OpenShift Container Platform

Cluster Insights Advisor

Highly recommend to use OpenShift cluster Insights Advisor that to check for any issue related to the current version, nodes and mis-configurations. It is the first step for the problem diagnosis.

Steps:

Login on OpenShift Console
Go to Administration -> Cluster Settings
Click OpenShift Cluster Manager in Subscription section. It redirects the url to RedHat Hybrid Cloud Console
Click Insights Advisor

PID limit for docker

This settings control how many processes can be run within one single container. If it is too small, it can cause folk bomb issue. E.g. db2w instance may be unavailable when there are thousands of connections/agents upcoming or Openshift Container Storage not behaving well with a large amount of PVCs.

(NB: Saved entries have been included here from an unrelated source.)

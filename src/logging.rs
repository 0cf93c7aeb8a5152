/// Structured logging for the archiver.
///
/// Provides context-rich logging with subsystem tags and optional file
/// paths, timestamps, and severity levels. Supports both console output
/// and file-based logging for unattended batch runs.

use chrono::Utc;
use std::fmt;
use std::fs::OpenOptions;
use std::io::Write;
use std::sync::Mutex;

// ---------------------------------------------------------------------------
// Log Levels
// ---------------------------------------------------------------------------

#[derive(Debug, Clone, Copy, PartialEq, Eq, PartialOrd, Ord)]
pub enum LogLevel {
    Debug,
    Info,
    Warning,
    Error,
}

impl fmt::Display for LogLevel {
    fn fmt(&self, f: &mut fmt::Formatter<'_>) -> fmt::Result {
        match self {
            LogLevel::Debug => write!(f, "DEBUG"),
            LogLevel::Info => write!(f, "INFO"),
            LogLevel::Warning => write!(f, "WARN"),
            LogLevel::Error => write!(f, "ERROR"),
        }
    }
}

// ---------------------------------------------------------------------------
// Subsystems
// ---------------------------------------------------------------------------

#[derive(Debug, Clone, PartialEq, Eq)]
pub enum Subsystem {
    Scan,
    Storage,
    Firestore,
    Checkpoint,
    System,
}

impl fmt::Display for Subsystem {
    fn fmt(&self, f: &mut fmt::Formatter<'_>) -> fmt::Result {
        match self {
            Subsystem::Scan => write!(f, "SCAN"),
            Subsystem::Storage => write!(f, "S3"),
            Subsystem::Firestore => write!(f, "FS"),
            Subsystem::Checkpoint => write!(f, "CKPT"),
            Subsystem::System => write!(f, "SYS"),
        }
    }
}

// ---------------------------------------------------------------------------
// Logger Configuration
// ---------------------------------------------------------------------------

/// Global logger instance
static LOGGER: Mutex<Option<Logger>> = Mutex::new(None);

pub struct Logger {
    /// Minimum log level to display
    min_level: LogLevel,
    /// Optional file path for logging
    log_file: Option<String>,
    /// Whether to include timestamps in console output
    console_timestamps: bool,
}

impl Logger {
    /// Initialize the global logger
    pub fn init(min_level: LogLevel, log_file: Option<String>, console_timestamps: bool) {
        let logger = Logger {
            min_level,
            log_file,
            console_timestamps,
        };

        *LOGGER.lock().unwrap() = Some(logger);
    }

    /// Log a message with the global logger
    fn log(&self, level: LogLevel, subsystem: &Subsystem, context: Option<&str>, message: &str) {
        if level < self.min_level {
            return;
        }

        let timestamp = Utc::now().format("%Y-%m-%d %H:%M:%S UTC");

        // Format the log entry
        let context_part = context.map(|s| format!(" [{}]", s)).unwrap_or_default();
        let log_entry = format!(
            "{} {} {}{}: {}",
            timestamp, level, subsystem, context_part, message
        );

        // Console output
        if self.console_timestamps {
            match level {
                LogLevel::Error => eprintln!("{}", log_entry),
                LogLevel::Warning => eprintln!("   {}", log_entry),
                LogLevel::Info => println!("   {}", message),
                LogLevel::Debug => println!("   [DEBUG] {}", message),
            }
        } else {
            match level {
                LogLevel::Error => eprintln!("   ✗ {}{}: {}", subsystem, context_part, message),
                LogLevel::Warning => eprintln!("   ⚠ {}{}: {}", subsystem, context_part, message),
                LogLevel::Info => println!("   {}", message),
                LogLevel::Debug => {} // Skip debug in non-timestamp mode
            }
        }

        // File output
        if let Some(ref path) = self.log_file {
            if let Err(e) = Self::append_to_file(path, &log_entry) {
                eprintln!("Failed to write to log file {}: {}", path, e);
            }
        }
    }

    fn append_to_file(path: &str, entry: &str) -> std::io::Result<()> {
        let mut file = OpenOptions::new().create(true).append(true).open(path)?;
        writeln!(file, "{}", entry)?;
        Ok(())
    }
}

// ---------------------------------------------------------------------------
// Public Logging Functions
// ---------------------------------------------------------------------------

/// Initialize the global logger
pub fn init_logger(min_level: LogLevel, log_file: Option<&str>, console_timestamps: bool) {
    Logger::init(min_level, log_file.map(String::from), console_timestamps);
}

/// Log a general informational message
pub fn info(subsystem: Subsystem, context: Option<&str>, message: &str) {
    if let Some(logger) = LOGGER.lock().unwrap().as_ref() {
        logger.log(LogLevel::Info, &subsystem, context, message);
    }
}

/// Log a warning message
pub fn warn(subsystem: Subsystem, context: Option<&str>, message: &str) {
    if let Some(logger) = LOGGER.lock().unwrap().as_ref() {
        logger.log(LogLevel::Warning, &subsystem, context, message);
    }
}

/// Log an error message
pub fn error(subsystem: Subsystem, context: Option<&str>, message: &str) {
    if let Some(logger) = LOGGER.lock().unwrap().as_ref() {
        logger.log(LogLevel::Error, &subsystem, context, message);
    }
}

/// Log a debug message
pub fn debug(subsystem: Subsystem, context: Option<&str>, message: &str) {
    if let Some(logger) = LOGGER.lock().unwrap().as_ref() {
        logger.log(LogLevel::Debug, &subsystem, context, message);
    }
}

#[cfg(test)]
mod tests {
    use super::*;

    #[test]
    fn test_log_level_ordering() {
        assert!(LogLevel::Debug < LogLevel::Info);
        assert!(LogLevel::Info < LogLevel::Warning);
        assert!(LogLevel::Warning < LogLevel::Error);
    }

    #[test]
    fn test_logging_without_init_is_a_noop() {
        // Must not panic when the global logger was never initialized.
        info(Subsystem::System, None, "uninitialized logger");
        warn(Subsystem::Scan, Some("/some/path"), "still fine");
    }
}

OOB value for OCP platforms:

Platform Version	Default Value
IBM ROKS (4.8)	231239
AWS ROSA	4096 in OpenShift 4.11 and higher
Azure Self-Managed OCP	1024

Steps to check or update PID limit:

$ oc debug node/$NODE_NAME
$ chroot /host
$ cat /etc/crio/crio.conf
# add / modify the line "pids_limit = <new value>"
# run belows commands to reboot services and worker nodes
$ systemctl daemon-reload
$ systemctl restart crio
$ shutdown -r now

HAProxy Router

Ingress Controller

Openshift HAProxy supports up to 20k connections per pod. Consider to scale up ingress pod for any app (like IoT) with a high volume connection workload.

Scale up ingress controller

command: oc patch -n openshift-ingress-operator ingresscontroller/default --patch '{"spec":{"replicas": 3}}' --type=merge

Max Connection

One of the most important tunable parameters for HAProxy scalability is the maxconn parameter. The router can handle a maximum number of 20k concurrent connections by using oc adm router --max-connections=xxxxx. This parameter will be impacted by node settings sysctl fs.nr_open and sysctl fs.file-max. HAproxy will not start if maxconn is high, but node setting is low.

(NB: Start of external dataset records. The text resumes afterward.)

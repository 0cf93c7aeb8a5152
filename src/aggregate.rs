/// Metadata aggregation over the uploaded-file history.
///
/// Every run folds the full `uploaded` set into four derived indexes and
/// overwrites the persisted documents — a full rebuild, never incremental.
/// The file-entry builder is pure, so re-deriving entries from paths cannot
/// drift from what was uploaded.
///
/// All maps and sets are B-tree ordered, so document emission is
/// deterministic: station sets come out lexicographic, matrix dates come
/// out chronological (ISO date strings order chronologically).

use std::collections::{BTreeMap, BTreeSet};
use std::path::Path;

use chrono::Utc;
use serde::Serialize;

use crate::config::BucketConfig;
use crate::entry::build_file_entry;
use crate::logging::{self, Subsystem};
use crate::model::{FileKind, FileRecord, GroupKey};

// ---------------------------------------------------------------------------
// Index value types
// ---------------------------------------------------------------------------

/// One per-day/per-station/per-band group of uploaded files.
#[derive(Debug, Clone, PartialEq)]
pub struct Group {
    pub year: i32,
    pub month: u32,
    pub day: u32,
    pub files: Vec<FileRecord>,
}

/// Available (month, day) pairs of a station-year, split by band.
#[derive(Debug, Clone, Default, PartialEq)]
pub struct BandDates {
    pub narrowband: BTreeSet<(u32, u32)>,
    pub broadband: BTreeSet<(u32, u32)>,
}

/// One cell of the day×station matrix.
#[derive(Debug, Clone, Default, PartialEq)]
pub struct MatrixCell {
    /// Raw file count for this (extension, year, date) — counts every file,
    /// independent of station.
    pub count: u64,
    pub stations: BTreeSet<String>,
}

/// The four derived indexes, keyed by explicit composite key tuples.
#[derive(Debug, Default)]
pub struct AggregateIndexes {
    pub groups: BTreeMap<GroupKey, Group>,
    /// (extension, year) → station ids.
    pub years_stations: BTreeMap<(String, i32), BTreeSet<String>>,
    /// (extension, station, year) → per-band dates.
    pub available_dates: BTreeMap<(String, String, i32), BandDates>,
    /// (extension, year) → date → cell.
    pub matrix: BTreeMap<(String, i32), BTreeMap<String, MatrixCell>>,
}

/// Result of one aggregation pass.
#[derive(Debug, Default)]
pub struct BuildOutcome {
    pub indexes: AggregateIndexes,
    /// Uploaded paths whose names no longer match a supported encoding.
    pub unsupported: usize,
    /// Uploaded paths whose names failed to decode.
    pub decode_errors: usize,
}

Note: OpenShift Container Platform no longer supports modifying Ingress Controller deployments by setting environment variables such as ROUTER_THREADS, ROUTER_DEFAULT_TUNNEL_TIMEOUT, ROUTER_DEFAULT_CLIENT_TIMEOUT, ROUTER_DEFAULT_SERVER_TIMEOUT, and RELOAD_INTERVAL. You can modify the Ingress Controller deployment, but if the Ingress Operator is enabled, the configuration is overwritten.

Load Balance Algorithm

Starting from OCP 4.10, there have been four load-balancing algorithms available: source, roundrobin, random, and leastconn. The default algorithm is set to random. In earlier versions of OCP, before 4.10, there were three load-balancing algorithms: source, roundrobin, and leastconn. The default algorithm in those versions was leastconn. Set up annotations for each route to change the default algorithm if needed. e.g. haproxy.router.openshift.io/balance=roundrobin

Master and Worker Nodes Consideration

There are a wide selection instance types that comprise varying combinations of CPU, memory, disk and network. Below are a few considerations:

Each worker node will reserve about 1 core for internal services. In order to avoid the side effect of overcommit, 16core/64G is a good starting type for a normal worker node. A 8-core instance may not have insufficent capacity while 32-core instance may lose a big cluster capacity due to an outage or failure.
Using balanced CPU-memory worder nodes typically fits our work load -the ratio of CPU to memory is 1 to 4.
An instance with a higher memory/cpu ratio e.g. 8:1 is recommended for database nodes.
The number of worker nodes >=3. This will give a high availability needing a smaller built in redundant capacity.
For the product env, a 8core/32G is recommended for master nodes to avoid any bottleneck for the internal services.
An instance with 10GB ethernet is strongly recommended for the production env.
A minimum of 300GB storage per worker node is strongly recommended to accommodate MAS app build process requirements.
Check the GPU chip type for gpu node selection.